Multi-cluster pattern with observability, cost optimizations and metrics aggregation¤

Objective¤

This pattern was started to solve a problem faced at AWS. We often get third-party software for validation and need a consistent automated approach to run Kubernetes evaluator testing, deployment of containerized products, and validation in Kubernetes environments on a variety of Amazon EKS environments.

In this pattern we:

Automate deployment of multiple EKS cluster in a region, with a Continuous Deployment pipeline triggered upon a commit to the GitHub repository that hosts the pipeline configuration.
Configure the EKS clusters to deploy with different architectures (x86 or ARM or Bottlerocket) and different Kubernetes versions (3 most recent by default).
Automate testing of all the available EKS Anywhere Addons, on each of the clusters, essentially testing their compatibility across all the potential architecture/version available today on AWS.
Deploying this pattern 24x7 we observed high costs (300$ a day). By using the AWS Systems Manager Automations and AutoScaling Groups we scale-down to zero during non-business hours resulting in 60% cost savings. We also borrowed optimized OTEL collector configurations from CDK Observability Accelerator to further reduce Prometheus storage costs.
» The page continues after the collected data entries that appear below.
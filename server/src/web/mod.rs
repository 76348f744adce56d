// server/src/web/mod.rs

pub mod extractors;
pub mod handlers;
pub mod routes;

pub use extractors::{AuthenticatedUser, IDENTITY_HEADER};
pub use routes::configure_app_routes;
// server/src/web/routes.rs

use actix_web::web;

use crate::errors::AppError;
use crate::web::handlers::{cart_handlers, chat_handlers, product_handlers, voice_handlers};

async fn health_check_handler() -> actix_web::HttpResponse {
  actix_web::HttpResponse::Ok().json(serde_json::json!({ "status": "ok" }))
}

// Body, path and query parse failures all surface as InvalidArgument (400).
fn json_config() -> web::JsonConfig {
  web::JsonConfig::default()
    .error_handler(|err, _req| AppError::InvalidArgument(format!("Malformed JSON body: {}", err)).into())
}

fn path_config() -> web::PathConfig {
  web::PathConfig::default()
    .error_handler(|err, _req| AppError::InvalidArgument(format!("Malformed path parameter: {}", err)).into())
}

fn query_config() -> web::QueryConfig {
  web::QueryConfig::default()
    .error_handler(|err, _req| AppError::InvalidArgument(format!("Malformed query string: {}", err)).into())
}

// This function will be called in `main.rs` to configure services for the Actix App.
pub fn configure_app_routes(cfg: &mut web::ServiceConfig) {
  cfg.service(
    web::scope("/api")
      .app_data(json_config())
      .app_data(path_config())
      .app_data(query_config())
      .route("/health", web::get().to(health_check_handler))
      // Product catalog
      .service(
        web::scope("/products")
          .route("", web::get().to(product_handlers::list_products_handler))
          .route("/{product_id}", web::get().to(product_handlers::get_product_handler)),
      )
      .route("/catalog", web::get().to(product_handlers::catalog_handler))
      // Cart, scoped to the identity in the request header
      .service(
        web::resource("/cart")
          .route(web::get().to(cart_handlers::get_cart_handler))
          .route(web::post().to(cart_handlers::add_to_cart_handler))
          .route(web::patch().to(cart_handlers::update_quantity_handler))
          .route(web::delete().to(cart_handlers::remove_from_cart_handler)),
      )
      // Voice assistant entry points
      .route("/voice-cart", web::post().to(voice_handlers::voice_add_to_cart_handler))
      .route("/chat", web::post().to(chat_handlers::chat_handler)),
  );
}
To learn more about our EKS Addon validation checkout our blog

Architecture of multi-cluster deployment

GitOps confguration¤

GitOps is a branch of DevOps that focuses on using Git code repositories to manage infrastructure and application code deployments.

For this pattern there is a git driven deployment using GitHub and Codepipeline which automatically redploys the EKS Clusters when modifications are made to the GitHub repo.

Secondly, for the deployment of workloads on the cluster we leverage FluxCD, this a GitOps approach for the workloads i.e. the third-party-software we want to validate on our hardware.

We require some additional secrets to be created in Secrets Manager for the pattern to function properly

AWS CodePipeline Bootstrap - The AWS CodePipeline points to the GitHub fork of this repository i.e [cdk-eks-blueprint-patterns] (https://github.com/aws-samples/cdk-eks-blueprints-patterns).

A github-token secret must be stored as plaintext in AWS Secrets Manager for the CodePipeline to access the webhooks on GitHub. For more information on how/why to set it up, please refer to the docs. The GitHub Personal Access Token should have these scopes: 1. repo - to read your forked cdk-blueprint-patterns repostiory 1. admin:repo_hook - if you plan to use webhooks (enabled by default)

FluxCD Bootstrap - The FluxCD points to the EKS Anywhere Addons repository. Since this is a public repository you will not need to add a github token to read it.

As part of the FluxCD configuration, it uses Kustomize to apply all the addons that are in the repository along with deploying their functional tests and a custom validator cronJob.

Prerequisites¤

Start by setting the account and region environment variables:

export ACCOUNT_ID=$(aws sts get-caller-identity --query 'Account' --output text)
export AWS_REGION=$(aws configure get region)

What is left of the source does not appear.